While there is too much to The Ladder of Divine Ascent to share specifically, this nothing Catholic hermit recommends to you readers, that if His Real Presence places a spark of interest in your hearts and minds, order it online, either new or used, from Amazon.com or Abebooks or some other bookseller.  Some libraries might even have a copy in storage! Let John Climacus guide, if His Real Presence so desires him to be of assistance to you as he is to this nothing hermit.  If not now, perhaps another time, the name John Climacus and his book may come to your mind as it did here, recently.

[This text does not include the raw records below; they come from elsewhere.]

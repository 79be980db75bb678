// SPDX-License-Identifier: BUSL-1.1
// Copyright (c) 2026 Alfred Jean LLC

//! Structured run log events
//!
//! Events are stored one JSON object per line. The [`names::COMMAND_COMPLETED`]
//! event is always the last event of a run and ends every log stream.

use chrono::{DateTime, Utc};
use serde::{Deserialize, Serialize};
use std::fmt;

/// Well-known event names
pub mod names {
    pub const RUN_STARTED: &str = "run_started";
    pub const WORKLOAD_OUTPUT: &str = "workload_output";
    pub const WORKLOAD_EXITED: &str = "workload_exited";
    pub const RUN_FINALIZED: &str = "run_finalized";
    pub const ARTIFACT_PERSIST_FAILED: &str = "artifact_persist_failed";
    pub const SERVER_ERROR: &str = "server_error";
    /// Sentinel: the stream ends after this event
    pub const COMMAND_COMPLETED: &str = "command_completed";
}

/// Severity of a log event
#[derive(Clone, Copy, Debug, PartialEq, Eq, PartialOrd, Ord, Hash, Serialize, Deserialize)]
#[serde(rename_all = "lowercase")]
pub enum Level {
    Debug,
    Info,
    Warn,
    Error,
}

impl Level {
    pub fn as_str(self) -> &'static str {
        match self {
            Level::Debug => "debug",
            Level::Info => "info",
            Level::Warn => "warn",
            Level::Error => "error",
        }
    }
}

impl fmt::Display for Level {
    fn fmt(&self, f: &mut fmt::Formatter<'_>) -> fmt::Result {
        f.write_str(self.as_str())
    }
}

impl std::str::FromStr for Level {
    type Err = String;

    /// Accepts the spellings workloads commonly emit
    fn from_str(s: &str) -> Result<Self, Self::Err> {
        match s.to_ascii_lowercase().as_str() {
            "debug" | "trace" => Ok(Level::Debug),
            "info" | "notice" => Ok(Level::Info),
            "warn" | "warning" => Ok(Level::Warn),
            "error" | "critical" | "fatal" => Ok(Level::Error),
            other => Err(format!("unknown log level: {}", other)),
        }
    }
}

/// A single structured log event
#[derive(Clone, Debug, PartialEq, Eq, Serialize, Deserialize)]
pub struct LogEvent {
    pub timestamp: DateTime<Utc>,
    pub level: Level,
    pub name: String,
    pub message: String,
}

impl LogEvent {
    pub fn new(
        timestamp: DateTime<Utc>,
        level: Level,
        name: impl Into<String>,
        message: impl Into<String>,
    ) -> Self {
        Self {
            timestamp,
            level,
            name: name.into(),
            message: message.into(),
        }
    }

    /// The end-of-stream event
    pub fn sentinel(timestamp: DateTime<Utc>, message: impl Into<String>) -> Self {
        Self::new(timestamp, Level::Info, names::COMMAND_COMPLETED, message)
    }

    pub fn is_sentinel(&self) -> bool {
        self.name == names::COMMAND_COMPLETED
    }

    /// Decode one stored line
    pub fn from_line(line: &str) -> Result<Self, serde_json::Error> {
        serde_json::from_str(line.trim_end())
    }

    /// Encode as one line, without the trailing newline
    pub fn to_line(&self) -> Result<String, serde_json::Error> {
        serde_json::to_string(self)
    }
}

impl fmt::Display for LogEvent {
    fn fmt(&self, f: &mut fmt::Formatter<'_>) -> fmt::Result {
        write!(
            f,
            "{} {:>5} [{}] {}",
            self.timestamp.format("%H:%M:%S"),
            self.level.as_str().to_uppercase(),
            self.name,
            self.message
        )
    }
}

/// Which events a tailer wants to see
///
/// The sentinel always passes so a filtered stream still terminates.
#[derive(Clone, Copy, Debug, PartialEq, Eq)]
pub struct LogFilter {
    pub min_level: Level,
}

impl LogFilter {
    pub fn new(min_level: Level) -> Self {
        Self { min_level }
    }

    pub fn all() -> Self {
        Self::new(Level::Debug)
    }

    pub fn allows(&self, event: &LogEvent) -> bool {
        event.is_sentinel() || event.level >= self.min_level
    }
}

impl Default for LogFilter {
    fn default() -> Self {
        Self::new(Level::Info)
    }
}

#[cfg(test)]
#[path = "log_tests.rs"]
mod tests;
// SPDX-License-Identifier: BUSL-1.1
// Copyright (c) 2026 Alfred Jean LLC

//! Traced adapter wrappers for consistent observability

use crate::dispatch::{BatchDispatcher, DispatchError, DispatchRequest, JobHandle};
use crate::schedule::{CronScheduler, ScheduleEntry, ScheduleError};
use crate::workload::{Workload, WorkloadContext, WorkloadError, WorkloadEvent, WorkloadOutcome};
use async_trait::async_trait;
use std::time::Instant;
use tokio::sync::mpsc;
use tracing::Instrument;

fn elapsed_ms(start: Instant) -> u64 {
    start.elapsed().as_millis() as u64
}

/// Wrapper that adds tracing to any Workload
#[derive(Clone)]
pub struct TracedWorkload<W> {
    inner: W,
}

impl<W> TracedWorkload<W> {
    pub fn new(inner: W) -> Self {
        Self { inner }
    }
}

#[async_trait]
impl<W: Workload> Workload for TracedWorkload<W> {
    async fn invoke(
        &self,
        ctx: &WorkloadContext,
        events: mpsc::Sender<WorkloadEvent>,
    ) -> Result<WorkloadOutcome, WorkloadError> {
        let span = tracing::info_span!("workload.invoke", run_id = %ctx.run_id);
        async {
            tracing::info!(argv = ?ctx.argv(), cwd = %ctx.input_dir.display(), "starting");

            let start = Instant::now();
            let result = self.inner.invoke(ctx, events).await;

            match &result {
                Ok(outcome) => tracing::info!(
                    success = outcome.success,
                    exit_code = ?outcome.exit_code,
                    elapsed_ms = elapsed_ms(start),
                    "workload finished"
                ),
                Err(e) => tracing::error!(
                    elapsed_ms = elapsed_ms(start),
                    error = %e,
                    "workload could not run"
                ),
            }
            result
        }
        .instrument(span)
        .await
    }
}

/// Wrapper that adds tracing to any BatchDispatcher
#[derive(Clone)]
pub struct TracedDispatcher<D> {
    inner: D,
}

impl<D> TracedDispatcher<D> {
    pub fn new(inner: D) -> Self {
        Self { inner }
    }
}

#[async_trait]
impl<D: BatchDispatcher> BatchDispatcher for TracedDispatcher<D> {
    fn backend(&self) -> &'static str {
        self.inner.backend()
    }

    async fn create(&self, request: &DispatchRequest) -> Result<JobHandle, DispatchError> {
        let span = tracing::info_span!(
            "dispatch.create",
            backend = self.inner.backend(),
            run_id = %request.run_id
        );
        async {
            tracing::info!(artifact_uri = %request.artifact_uri, "creating job");

            let start = Instant::now();
            let result = self.inner.create(request).await;

            match &result {
                Ok(handle) => tracing::info!(
                    job_id = %handle.job_id,
                    started = handle.started,
                    elapsed_ms = elapsed_ms(start),
                    "job created"
                ),
                Err(e) => tracing::error!(
                    elapsed_ms = elapsed_ms(start),
                    error = %e,
                    "create failed"
                ),
            }
            result
        }
        .instrument(span)
        .await
    }

    async fn launch(&self, handle: &JobHandle) -> Result<(), DispatchError> {
        let span = tracing::info_span!(
            "dispatch.launch",
            backend = self.inner.backend(),
            job_id = %handle.job_id
        );
        async {
            let start = Instant::now();
            let result = self.inner.launch(handle).await;

            match &result {
                Ok(()) => tracing::info!(elapsed_ms = elapsed_ms(start), "job launched"),
                Err(e) => tracing::error!(
                    elapsed_ms = elapsed_ms(start),
                    error = %e,
                    "launch failed"
                ),
            }
            result
        }
        .instrument(span)
        .await
    }
}

/// Wrapper that adds tracing to any CronScheduler
#[derive(Clone)]
pub struct TracedScheduler<S> {
    inner: S,
}

impl<S> TracedScheduler<S> {
    pub fn new(inner: S) -> Self {
        Self { inner }
    }
}

#[async_trait]
impl<S: CronScheduler> CronScheduler for TracedScheduler<S> {
    async fn create_or_update(
        &self,
        name: &str,
        cron_expression: &str,
        trigger_url: &str,
        description: Option<&str>,
    ) -> Result<(), ScheduleError> {
        let span = tracing::info_span!("scheduler.create_or_update", name, cron_expression);
        async {
            let start = Instant::now();
            let result = self
                .inner
                .create_or_update(name, cron_expression, trigger_url, description)
                .await;

            match &result {
                Ok(()) => tracing::info!(trigger_url, elapsed_ms = elapsed_ms(start), "schedule saved"),
                Err(e) => tracing::error!(
                    elapsed_ms = elapsed_ms(start),
                    error = %e,
                    "schedule save failed"
                ),
            }
            result
        }
        .instrument(span)
        .await
    }

    async fn delete(&self, name: &str) -> Result<bool, ScheduleError> {
        let span = tracing::info_span!("scheduler.delete", name);
        async {
            let result = self.inner.delete(name).await;
            match &result {
                Ok(existed) => tracing::info!(existed, "schedule deleted"),
                Err(e) => tracing::error!(error = %e, "schedule delete failed"),
            }
            result
        }
        .instrument(span)
        .await
    }

    async fn list(&self) -> Result<Vec<ScheduleEntry>, ScheduleError> {
        let result = self.inner.list().await;
        tracing::debug!(count = ?result.as_ref().map(Vec::len).ok(), "listed schedules");
        result
    }
}

#[cfg(test)]
#[path = "traced_tests.rs"]
mod tests;
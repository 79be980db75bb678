// SPDX-License-Identifier: BUSL-1.1
// Copyright (c) 2026 Alfred Jean LLC

//! Exclusivity lock record
//!
//! At most one record exists per server. The record names who holds the
//! server and which run it protects; `updated_at` proves liveness.

use crate::id::RunId;
use chrono::{DateTime, Utc};
use serde::{Deserialize, Serialize};
use std::time::Duration;

/// Minimum time between two liveness refreshes
pub const DEFAULT_REFRESH_COOLDOWN: Duration = Duration::from_secs(10);

/// Lock configuration
#[derive(Clone, Debug, PartialEq, Eq, Serialize, Deserialize)]
pub struct LockConfig {
    /// Refreshes closer together than this are skipped
    #[serde(with = "humantime_serde", default = "default_cooldown")]
    pub refresh_cooldown: Duration,
}

fn default_cooldown() -> Duration {
    DEFAULT_REFRESH_COOLDOWN
}

impl LockConfig {
    pub fn with_refresh_cooldown(mut self, cooldown: Duration) -> Self {
        self.refresh_cooldown = cooldown;
        self
    }
}

impl Default for LockConfig {
    fn default() -> Self {
        Self {
            refresh_cooldown: DEFAULT_REFRESH_COOLDOWN,
        }
    }
}

/// The persisted lock row
#[derive(Clone, Debug, PartialEq, Eq, Serialize, Deserialize)]
pub struct LockRecord {
    pub holder: String,
    pub run_id: RunId,
    pub created_at: DateTime<Utc>,
    pub updated_at: DateTime<Utc>,
}

impl LockRecord {
    pub fn new(holder: impl Into<String>, run_id: RunId, now: DateTime<Utc>) -> Self {
        Self {
            holder: holder.into(),
            run_id,
            created_at: now,
            updated_at: now,
        }
    }

    /// Whether a refresh at `now` is past the cooldown
    pub fn needs_refresh(&self, now: DateTime<Utc>, cooldown: Duration) -> bool {
        match (now - self.updated_at).to_std() {
            Ok(elapsed) => elapsed > cooldown,
            // updated_at is in the future (clock skew); nothing to prove yet
            Err(_) => false,
        }
    }

    /// How long the lock has been held
    pub fn held_for(&self, now: DateTime<Utc>) -> Duration {
        (now - self.created_at).to_std().unwrap_or_default()
    }

    /// Time since the holder last proved liveness
    pub fn idle_for(&self, now: DateTime<Utc>) -> Duration {
        (now - self.updated_at).to_std().unwrap_or_default()
    }
}

#[cfg(test)]
#[path = "lock_tests.rs"]
mod tests;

Note:  There are two publications.  One is The Classics of Western Spirituality, Paulist Press, with excellent introduction by Bishop Kallistos Ware.  The other publication is more costly, but some prefer the translation; it is published by The Holy Transfiguration Monastery.  The Paulist Press edition is what this hermit is reading, as well as an 87-year-old spiritual friend.  Each of us is having no difficulty understanding, and both are benefiting greatly.